Petrichor - cheiro agradável que acompanha frequentemente as primeiras chuvas após um longo período de tempo quente e seco.

   Temor.

   Apreensão.

   O medo pode ser de vários tipos. O tipo de medo que se sente quando antecipado, o tipo de medo que nos excita e o tipo de medo que vive connosco; o pessimismo, uma verdade eterna da natureza humana, e o medo que vem com isso. O medo pode ser feio, o medo pode ser excitante, o medo pode ser sangrento e emocionante.

   Eu temia por mim mesma.

   Foi uma sensação que pairou sobre minha cabeça. Como um espinho irritante preso sob meus pés e me lembrando disso toda vez que eu me movia.

   Eu temia por Ares.

   Foi algo que eu nunca havia sentido antes. Foi uma emoção imatura, não adulterada e algo que estava profundamente enraizado dentro de mim.

   As ondas batiam na costa, a noite se misturando ao azul. Diamantes brilhavam no céu, espelhando meus olhos. Fiquei acordada nos braços do homem por quem me apeguei tanto e por quem aprendi a temer.

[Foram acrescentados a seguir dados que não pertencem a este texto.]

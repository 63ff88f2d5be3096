//! Environment-style configuration.
//!
//! All keys come from the process environment; the CLI loads a `.env` file
//! before constructing a [`Config`]. Bank accounts are looked up dynamically
//! per currency (`ACCOUNT_PLN`, `ACCOUNT_EUR`, ...), so they stay a method
//! rather than a field.

use std::env;
use std::path::PathBuf;

/// Configuration inputs for invoice rendering.
#[derive(Debug, Clone, Default)]
pub struct Config {
    /// Destination directory for generated PDFs (`OUTPUT_DIR`, default `.`).
    pub output_dir: PathBuf,

    /// Optional TTF font enabling native-character rendering (`INVOICE_FONT`).
    pub font_path: Option<PathBuf>,

    /// Override for the external tracking id (`KSEF_NUMBER`).
    pub tracking_override: Option<String>,
}

impl Config {
    /// Build a configuration from the process environment.
    pub fn from_env() -> Self {
        Self {
            output_dir: env::var("OUTPUT_DIR")
                .map(|d| PathBuf::from(expand_home(&d)))
                .unwrap_or_else(|_| PathBuf::from(".")),
            font_path: env::var("INVOICE_FONT").ok().map(PathBuf::from),
            tracking_override: env::var("KSEF_NUMBER").ok().filter(|v| !v.is_empty()),
        }
    }

    /// Look up the bank account configured for a currency code.
    ///
    /// Returns `None` when the `ACCOUNT_{currency}` variable is unset or
    /// empty; the caller decides whether that warrants a warning.
    pub fn bank_account(&self, currency: &str) -> Option<String> {
        env::var(format!("ACCOUNT_{currency}"))
            .ok()
            .filter(|v| !v.is_empty())
    }
}

/// Expand a leading `~` to the user's home directory.
fn expand_home(path: &str) -> String {
    if let Some(rest) = path.strip_prefix("~/") {
        if let Ok(home) = env::var("HOME") {
            return format!("{home}/{rest}");
        }
    }
    path.to_string()
}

   A palpitação do seu coração era como uma canção de ninar aos meus ouvidos, reconfortante, acolhedora, casa. Sua presença me envolveu nele, seu toque queimando calorosamente minha pele nua. Nossas peles pressionadas uma contra a outra, da maneira mais primitiva.

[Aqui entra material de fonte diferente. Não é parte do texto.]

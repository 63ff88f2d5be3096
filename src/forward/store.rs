//! Persistence of the forwarded-identifier set.
//!
//! The set is stored as a JSON array of strings, sorted before every write
//! so diffs stay stable. It is loaded once at the start of a run and written
//! back once at the end; a crash mid-run loses that run's additions, which
//! makes forwarding at-least-once by design.

use std::collections::HashSet;
use std::fs;
use std::path::{Path, PathBuf};

use crate::error::Result;

/// Durable set of already-forwarded message identifiers.
#[derive(Debug)]
pub struct ForwardedSet {
    path: PathBuf,
    ids: HashSet<String>,
}

impl ForwardedSet {
    /// Load the set from a JSON file. A missing file yields an empty set.
    pub fn load<P: AsRef<Path>>(path: P) -> Result<Self> {
        let path = path.as_ref().to_path_buf();
        let ids = if path.exists() {
            let content = fs::read_to_string(&path)?;
            serde_json::from_str::<Vec<String>>(&content)?
                .into_iter()
                .collect()
        } else {
            HashSet::new()
        };
        Ok(Self { path, ids })
    }

    pub fn contains(&self, id: &str) -> bool {
        self.ids.contains(id)
    }

    /// Record an identifier in memory. Returns whether it was new.
    pub fn insert(&mut self, id: &str) -> bool {
        self.ids.insert(id.to_string())
    }

    pub fn len(&self) -> usize {
        self.ids.len()
    }

    pub fn is_empty(&self) -> bool {
        self.ids.is_empty()
    }

    /// Write the set back, sorted.
    pub fn save(&self) -> Result<()> {
        let mut sorted: Vec<&String> = self.ids.iter().collect();
        sorted.sort();
        fs::write(&self.path, serde_json::to_string_pretty(&sorted)?)?;
        Ok(())
    }
}

#[cfg(test)]
mod tests {
    use super::*;
    use tempfile::tempdir;

    #[test]
    fn test_missing_file_loads_empty() {
        let dir = tempdir().unwrap();
        let set = ForwardedSet::load(dir.path().join("none.json")).unwrap();
        assert!(set.is_empty());
    }

    #[test]
    fn test_save_is_sorted_and_reloadable() {
        let dir = tempdir().unwrap();
        let path = dir.path().join("forwarded.json");

        let mut set = ForwardedSet::load(&path).unwrap();
        assert!(set.insert("msg-b"));
        assert!(set.insert("msg-a"));
        assert!(!set.insert("msg-a"));
        set.save().unwrap();

        let content = fs::read_to_string(&path).unwrap();
        let ids: Vec<String> = serde_json::from_str(&content).unwrap();
        assert_eq!(ids, vec!["msg-a", "msg-b"]);

        let reloaded = ForwardedSet::load(&path).unwrap();
        assert_eq!(reloaded.len(), 2);
        assert!(reloaded.contains("msg-a"));
    }
}
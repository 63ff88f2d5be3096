//! Text normalization: whitespace collapsing and diacritic transliteration.
//!
//! The two transforms are independent and composable. Whitespace collapsing
//! is always applied to record text before layout; transliteration is applied
//! only when the rendering surface cannot display the native character set
//! (builtin PDF fonts are WinAnsi-encoded and have no Polish diacritics).

/// Transliteration table for the nine Polish accented letters and their
/// capitalized forms.
const POLISH_TO_ASCII: [(char, char); 18] = [
    ('ą', 'a'),
    ('ć', 'c'),
    ('ę', 'e'),
    ('ł', 'l'),
    ('ń', 'n'),
    ('ó', 'o'),
    ('ś', 's'),
    ('ź', 'z'),
    ('ż', 'z'),
    ('Ą', 'A'),
    ('Ć', 'C'),
    ('Ę', 'E'),
    ('Ł', 'L'),
    ('Ń', 'N'),
    ('Ó', 'O'),
    ('Ś', 'S'),
    ('Ź', 'Z'),
    ('Ż', 'Z'),
];

/// Replace Polish diacritics with their ASCII equivalents.
///
/// Characters outside the table pass through unchanged.
pub fn transliterate(text: &str) -> String {
    text.chars()
        .map(|c| {
            POLISH_TO_ASCII
                .iter()
                .find(|(from, _)| *from == c)
                .map(|(_, to)| *to)
                .unwrap_or(c)
        })
        .collect()
}

/// Collapse any run of space/tab/newline characters into a single space and
/// strip leading/trailing whitespace.
pub fn collapse_whitespace(text: &str) -> String {
    text.split_whitespace().collect::<Vec<_>>().join(" ")
}
//! SMTP delivery adapter for the forwarding loop.

use lettre::message::Mailbox;
use lettre::transport::smtp::authentication::Credentials;
use lettre::{Message, SmtpTransport, Transport};

use crate::error::{Error, Result};

use super::source::Outbound;

/// SMTP connection settings.
#[derive(Debug, Clone)]
pub struct SmtpConfig {
    pub host: String,
    pub username: String,
    pub password: String,
    /// Sender address.
    pub from: String,
    /// Recipient address.
    pub to: String,
    /// Optional tag prepended to each subject, e.g. `"[Librus]"`.
    pub subject_prefix: Option<String>,
}

impl SmtpConfig {
    /// Read SMTP settings from the environment.
    pub fn from_env() -> Result<Self> {
        Ok(Self {
            host: required_env("SMTP_HOST")?,
            username: required_env("SMTP_USER")?,
            password: required_env("SMTP_PASSWORD")?,
            from: required_env("MAIL_FROM")?,
            to: required_env("MAIL_TO")?,
            subject_prefix: std::env::var("MAIL_SUBJECT_PREFIX")
                .ok()
                .filter(|v| !v.is_empty()),
        })
    }
}

fn required_env(key: &str) -> Result<String> {
    std::env::var(key)
        .ok()
        .filter(|v| !v.is_empty())
        .ok_or_else(|| Error::MissingField(key.to_string()))
}

/// Blocking SMTP [`Outbound`] built on lettre.
pub struct SmtpOutbound {
    transport: SmtpTransport,
    from: Mailbox,
    to: Mailbox,
    subject_prefix: Option<String>,
}

impl SmtpOutbound {
    /// Build a TLS relay transport from the configuration.
    pub fn connect(config: &SmtpConfig) -> Result<Self> {
        let transport = SmtpTransport::relay(&config.host)
            .map_err(|e| Error::Mail(e.to_string()))?
            .credentials(Credentials::new(
                config.username.clone(),
                config.password.clone(),
            ))
            .build();
        Ok(Self {
            transport,
            from: parse_mailbox(&config.from)?,
            to: parse_mailbox(&config.to)?,
            subject_prefix: config.subject_prefix.clone(),
        })
    }
}

fn parse_mailbox(address: &str) -> Result<Mailbox> {
    address
        .parse::<Mailbox>()
        .map_err(|e| Error::Mail(format!("invalid mailbox {address:?}: {e}")))
}

impl Outbound for SmtpOutbound {
    fn deliver(&mut self, subject: &str, body: &str) -> Result<()> {
        let subject = match &self.subject_prefix {
            Some(prefix) => format!("{prefix} {subject}"),
            None => subject.to_string(),
        };
        let message = Message::builder()
            .from(self.from.clone())
            .to(self.to.clone())
            .subject(subject)
            .body(body.to_string())
            .map_err(|e| Error::Mail(e.to_string()))?;
        self.transport
            .send(&message)
            .map_err(|e| Error::Mail(e.to_string()))?;
        Ok(())
    }
}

   Sua respiração suave abanava meu cabelo enquanto eu fazia pequenos círculos em seu peito, sentindo arrepios em meus lábios inchados.

   Depois da nossa sessão pela manhã, eu saí com os dedos dos pés trêmulos e um grande sorriso no rosto, decidindo entrar furtivamente no quarto dele novamente quando todos estivessem dormindo.

   Independentemente disso, meu plano funcionou com sucesso e transamos até desmaiarmos de exaustão.

   O sexo com Ares foi alucinante. Eu não tive que segurar nada. Me perco nele, em seu cheiro e no êxtase divino.

   Com o passar dos momentos, fragmentos de medo se enrolaram em meu estômago, lentamente, transformando-se em um demônio venenoso que sussurrava medo e terror em mim.

   Eu não tinha ideia do que faria quando ele ficasse entediado e decidisse que estava farto de mim. Eu não tinha ideia de como deixá-lo ir.

   Dei um pequeno beijo em seu peito, me enrolando um pouco mais contra ele.

   Eu não tinha ideia de quando essa feliz sensação chegaria ao fim, eu só queria valorizar esse momento e segurar esse fragmento o máximo que pudesse.

   Eu temia ter me apegado demais a ele. Não apenas o sexo, mas seus raros sorrisos, as conversas de travesseiro que compartilhamos, o silêncio feliz enquanto nos deliciamos com o brilho de um sexo avassalador...

   E eu temia não querer que ele fosse.

   Tudo deve chegar ao fim, como uma história bem escrita que deixa aquele toque de amargura com uma sombra de alegria, como uma sobremesa que deixa um sabor doce. Toda coisa boa deve ter um fim, essa é a regra primária do universo.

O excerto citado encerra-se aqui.